Casi desaparecido en la Edad Media, este vino asomó de nuevo al mundo en la época pre renacentista y llegó a ser muy estimado en el siglo XIV, por lo que empezó a exportarse desde Benicarló, Vinaròs y Salou y alcanzó su auge comercial desde el siglo XVI al XVIII, estando presente en las mejores mesas de Europa y también de Argentina, Uruguay y otros países hispanoamericanos.

Por otro lado, se ha habilitado también un Centro de Interpretación del Aceite del Maestrazgo con la recuperación de un molino que fue fundado oficialmente el día 20 de enero del 1933 y que funcionó ininterrumpidamente 56 años hasta 1989, cuando quedó cerrado con toda la maquinaria y aperos intactos hasta hoy.

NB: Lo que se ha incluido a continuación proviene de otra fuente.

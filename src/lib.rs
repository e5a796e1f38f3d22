//! Rollcall: availability tracking for chat groups.
//!
//! Free-text chat messages are scanned for availability statements, the
//! implied time is resolved, the author confirms through a private prompt,
//! and the result is kept in a bounded per-user record:
//! message → intent → time → confirmation → store
//!
//! # Architecture
//!
//! - **Intent**: trigger phrase banks and clause extraction ([`intent`])
//! - **Temporal**: natural-language clause → UTC instant ([`temporal`])
//! - **Workflow**: accept/reject round trip before any write ([`workflow`])
//! - **Availability**: per-user JSON files with FIFO eviction ([`availability`])
//! - **Channels**: gateway/reply traits and the Discord adapter ([`channels`])

pub mod availability;
pub mod channels;
pub mod commands;
pub mod config;
pub mod error;
pub mod intent;
pub mod logging;
pub mod rollcall_dirs;
pub mod runtime;
pub mod temporal;
pub mod workflow;

#[cfg(test)]
#[allow(clippy::expect_used)]
pub(crate) mod test_utils;

pub use availability::{AvailabilityRecord, AvailabilityStore, UserAvailabilityCollection};
pub use config::RollcallConfig;
pub use error::{Result, RollcallError};
pub use intent::{Classification, Intent, IntentClassifier};
pub use runtime::RuntimeContext;
pub use temporal::TimeResolver;
pub use workflow::ConfirmationWorkflow;
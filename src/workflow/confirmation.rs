//! Accept/reject round trip between a proposal and a committed record.

use crate::availability::AvailabilityStore;
use crate::channels::traits::{OutboundReply, ReplySink};
use crate::error::{Result, RollcallError};
use crate::intent::Intent;
use crate::temporal::describe_instant;
use crate::workflow::proposal::{
    InteractionContext, InteractionOutcome, Proposal, ProposalOrigin,
};
use chrono::{DateTime, Duration, Utc};
use chrono_tz::Tz;
use std::collections::HashMap;
use std::sync::{Arc, Mutex, MutexGuard};
use tracing::{debug, info, warn};

const NOTICE_UNKNOWN_PROMPT: &str = "This prompt is no longer active.";
const NOTICE_NOT_OWNER: &str = "This prompt belongs to someone else.";
const NOTICE_REJECTED: &str = "Okay, nothing was saved.";
const NOTICE_PASSED: &str = "That time has already passed, so nothing was saved.";
const NOTICE_STORAGE_FAILED: &str =
    "Sorry, your availability could not be saved. Please try again later.";

/// Holds pending proposals and commits accepted ones to the store.
pub struct ConfirmationWorkflow {
    store: Arc<AvailabilityStore>,
    tz: Tz,
    event_label: String,
    pending: Mutex<HashMap<String, Proposal>>,
}

impl ConfirmationWorkflow {
    pub fn new(store: Arc<AvailabilityStore>, tz: Tz, event_label: impl Into<String>) -> Self {
        Self {
            store,
            tz,
            event_label: event_label.into(),
            pending: Mutex::new(HashMap::new()),
        }
    }

    fn pending(&self) -> MutexGuard<'_, HashMap<String, Proposal>> {
        self.pending
            .lock()
            .unwrap_or_else(|poisoned| poisoned.into_inner())
    }

    /// Number of proposals awaiting an answer.
    #[must_use]
    pub fn pending_count(&self) -> usize {
        self.pending().len()
    }

    /// A pending proposal by prompt id.
    #[must_use]
    pub fn proposal(&self, prompt_id: &str) -> Option<Proposal> {
        self.pending().get(prompt_id).cloned()
    }

    /// Send the user a private accept/reject prompt and register the proposal.
    ///
    /// The caller decides who may be prompted; free-text proposals are only
    /// made for subscribed users.
    pub async fn propose<S: ReplySink + ?Sized>(
        &self,
        sink: &S,
        user_id: &str,
        user_name: &str,
        intent: Intent,
        timestamp: DateTime<Utc>,
        origin: ProposalOrigin,
    ) -> Result<Proposal> {
        let mut proposal =
            Proposal::new(user_id, user_name, intent, timestamp, origin, Utc::now());
        let text = format!(
            "Do you want to mark yourself as {intent} for the {} on {}?",
            self.event_label,
            describe_instant(timestamp, self.tz)
        );

        let message = sink
            .send_private(user_id, OutboundReply::prompt(text, proposal.prompt_id.clone()))
            .await
            .map_err(|e| RollcallError::Channel(format!("send prompt to {user_id}: {e}")))?;
        proposal.prompt_message = Some(message);

        debug!(
            prompt_id = %proposal.prompt_id,
            user_id,
            %intent,
            ?origin,
            "availability proposed"
        );
        self.pending()
            .insert(proposal.prompt_id.clone(), proposal.clone());
        Ok(proposal)
    }

    /// Commit the proposal behind an accepted prompt.
    pub async fn on_accept<S: ReplySink + ?Sized>(
        &self,
        sink: &S,
        ctx: &InteractionContext,
    ) -> InteractionOutcome {
        self.on_accept_at(sink, ctx, Utc::now()).await
    }

    /// [`ConfirmationWorkflow::on_accept`] against an explicit current time.
    pub async fn on_accept_at<S: ReplySink + ?Sized>(
        &self,
        sink: &S,
        ctx: &InteractionContext,
        now: DateTime<Utc>,
    ) -> InteractionOutcome {
        let proposal = match self.take_owned(ctx) {
            Ok(proposal) => proposal,
            Err(outcome) => {
                self.notice_for(sink, ctx, &outcome).await;
                return outcome;
            }
        };

        self.delete_prompt(sink, ctx).await;

        if proposal.timestamp <= now {
            self.notify(sink, &proposal.user_id, NOTICE_PASSED).await;
            return InteractionOutcome::NoLongerFuture;
        }

        let record = match self.store.append(
            &proposal.user_id,
            &proposal.user_name,
            proposal.intent.is_available(),
            proposal.timestamp,
        ) {
            Ok(record) => record,
            Err(e) => {
                warn!(
                    user_id = %proposal.user_id,
                    error = %e,
                    "failed to commit availability"
                );
                self.notify(sink, &proposal.user_id, NOTICE_STORAGE_FAILED)
                    .await;
                return InteractionOutcome::StorageFailed;
            }
        };

        info!(
            prompt_id = %proposal.prompt_id,
            user_id = %proposal.user_id,
            intent = %proposal.intent,
            "proposal accepted"
        );
        let confirmation = format!(
            "You are marked as {} for the {} on {}.",
            proposal.intent,
            self.event_label,
            describe_instant(record.availability_time, self.tz)
        );
        self.notify(sink, &proposal.user_id, &confirmation).await;
        InteractionOutcome::Committed(record)
    }

    /// Discard the proposal behind a rejected prompt.
    pub async fn on_reject<S: ReplySink + ?Sized>(
        &self,
        sink: &S,
        ctx: &InteractionContext,
    ) -> InteractionOutcome {
        let proposal = match self.take_owned(ctx) {
            Ok(proposal) => proposal,
            Err(outcome) => {
                self.notice_for(sink, ctx, &outcome).await;
                return outcome;
            }
        };

        self.delete_prompt(sink, ctx).await;
        debug!(prompt_id = %proposal.prompt_id, "proposal rejected");
        self.notify(sink, &proposal.user_id, NOTICE_REJECTED).await;
        InteractionOutcome::Rejected
    }

    /// Drop proposals created more than `max_age` before `now`, deleting
    /// their prompts. Returns the dropped proposals.
    pub async fn expire_stale<S: ReplySink + ?Sized>(
        &self,
        sink: &S,
        max_age: Duration,
        now: DateTime<Utc>,
    ) -> Vec<Proposal> {
        let expired: Vec<Proposal> = {
            let mut pending = self.pending();
            let stale: Vec<String> = pending
                .values()
                .filter(|p| now - p.created_at > max_age)
                .map(|p| p.prompt_id.clone())
                .collect();
            stale.iter().filter_map(|id| pending.remove(id)).collect()
        };

        for proposal in &expired {
            if let Some(message) = &proposal.prompt_message
                && let Err(e) = sink.delete_message(message).await
            {
                warn!(prompt_id = %proposal.prompt_id, "failed to delete expired prompt: {e}");
            }
        }
        if !expired.is_empty() {
            info!(count = expired.len(), "expired stale proposals");
        }
        expired
    }

    /// Remove and return the proposal if the invoker owns it.
    fn take_owned(
        &self,
        ctx: &InteractionContext,
    ) -> std::result::Result<Proposal, InteractionOutcome> {
        let mut pending = self.pending();
        let owner = pending.get(&ctx.prompt_id).map(|p| p.user_id.clone());
        match owner {
            None => Err(InteractionOutcome::UnknownPrompt),
            Some(owner) if owner != ctx.invoking_user_id => Err(InteractionOutcome::NotOwner),
            Some(_) => pending
                .remove(&ctx.prompt_id)
                .ok_or(InteractionOutcome::UnknownPrompt),
        }
    }

    async fn notice_for<S: ReplySink + ?Sized>(
        &self,
        sink: &S,
        ctx: &InteractionContext,
        outcome: &InteractionOutcome,
    ) {
        let text = match outcome {
            InteractionOutcome::NotOwner => NOTICE_NOT_OWNER,
            _ => NOTICE_UNKNOWN_PROMPT,
        };
        debug!(prompt_id = %ctx.prompt_id, ?outcome, "ignoring prompt interaction");
        self.notify(sink, &ctx.invoking_user_id, text).await;
    }

    async fn delete_prompt<S: ReplySink + ?Sized>(&self, sink: &S, ctx: &InteractionContext) {
        if let Err(e) = sink.delete_message(&ctx.prompt_message).await {
            warn!(prompt_id = %ctx.prompt_id, "failed to delete prompt: {e}");
        }
    }

    async fn notify<S: ReplySink + ?Sized>(&self, sink: &S, user_id: &str, text: &str) {
        if let Err(e) = sink.send_private(user_id, OutboundReply::text(text)).await {
            warn!(user_id, "failed to send private notice: {e}");
        }
    }
}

El tridente museístico se completa con el museo de la harina que se podrá visitar próximamente. Recupera un edificio "histórico y emblemático" adosado a las propias murallas de la población que fue uno de los dos molinos de harina y sémola de Sant Mateu.

Las ideas "no se acaban nunca", destaca el empresario, quien apuesta por conducir el negocio hacia un espacio cultural, que no solo ofrezca los museos, catas y visitas de eno y oleoturismo, sino también un lugar en el que se celebren conciertos -al contar con muy buena acústica- y se expongan obras de distintos artistas para "unir modernidad y tradición".